Adapting the high utilization team model in four diverse sites
This project seeks to adapt an evidence-based care coordination program of the Camden Coalition of Healthcare Providers in four diverse clinical sites. The sites vary widely in delivery system and organizational characteristics - two health centers, one non-profit safety net medical center and one for-profit Independent Practice Association. One of the health centers has established a successful partnership with a behavioral health provider organization.
Setting: Allentown PA, Aurora CO, Kansas City MO, and San Diego CA.
Administrative and patient reported data are used to examine project implementation and fidelity to the Camden model. We hypothesize that the degree to which the Camden model is successfully adapted and the extent to which patient outcomes improve depends on organizational, delivery system, and policy context.
Achieving financial sustainability after three years of operations is a key project goal, but opportunities for sustainability will depend on the state policy context, which varies greatly across the sites. Data for the first 719 enrolled patients show that the majority are covered by Medicaid (including dual eligibles) or are uninsured, bear a high burden of chronic illness (e.g., 41% diabetes, 37% depression, and 21% COPD), and face substantial social challenges. The composition of enrollees (i.e., demographics, health status, and social needs such as housing), fidelity to the Camden model (e.g. intensity and duration of the intervention), and indicators of patient outcomes also vary widely across the sites. All sites evinced reductions in patient-reported unhealthy physical and mental health days and most decreased hospital utilization to varying degrees.

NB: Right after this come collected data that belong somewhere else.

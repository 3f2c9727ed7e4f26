use rand::SeedableRng;

/// Random generator used by render workers.
///
/// Xoshiro256++ is fast, has a small state and supports jump-ahead, so
/// every strip of an image can draw from its own non-overlapping stream.
pub type StrataRng = rand_xoshiro::Xoshiro256PlusPlus;

/// Build `count` independent generators from one seed.
///
/// Stream `i` is the seed stream advanced by `i` jumps (2^128 draws each),
/// so the generator handed to a strip depends only on the seed and the
/// strip index, never on which thread picks the strip up.
pub fn strip_rngs(seed: u64, count: usize) -> Vec<StrataRng> {
    let mut rng = StrataRng::seed_from_u64(seed);
    let mut streams = Vec::with_capacity(count);
    for _ in 0..count {
        streams.push(rng.clone());
        rng.jump();
    }
    streams
}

This project illustrates the challenges of program replication/adaptation as a dissemination strategy.
Variation in the implementation of California's full service partnerships for persons with serious mental illness
This study examined a large-scale implementation of supported housing programs under, California's Mental Health Services Act. Full Service Partnerships (FSPs), supported housing programs that do 'whatever it takes' to improve outcomes among persons with SMI who are homeless or at risk of homelessness evaluated. An emphasis on integrated, recovery-oriented care; flexible funding; and stakeholder influence led to the implementation of a diverse array of FSP programs. Data Sources: Ninety-three FSPs in California.
A mixed methods approach was selected to develop a better understanding of the complexity of the FSP programs. The design structure was a combined explanatory and exploratory sequential design where a focus group was used to develop a quantitative survey that was followed by site visits and analysis of administrative data. The survey was used to describe the breadth of variation based on fidelity to the Housing First model, while the site visits were used to provide a depth of information on high vs. low fidelity programs and the administrative data provided information on housing and services use.
Substantial variation in implementation exists among FSPs. Fidelity was particularly low along domains related to housing and service philosophy. Analysis of semi-structured interviews with program directors revealed fifteen themes organized into three domains of the Consolidated Framework for Implementation Research: individual characteristics of program directors, the inner setting and the outer setting. Interviews with front-line providers allowed us to identify an emergent model of recovery-oriented practice that integrated client choice with client agency. Additional analysis showed that higher fidelity programs enrolled clients with greater histories of homelessness who were less engaged in outpatient services.
There remains room for improvement in the fidelity and recovery-orientation of FSPs. We have identified several processes to increase fidelity.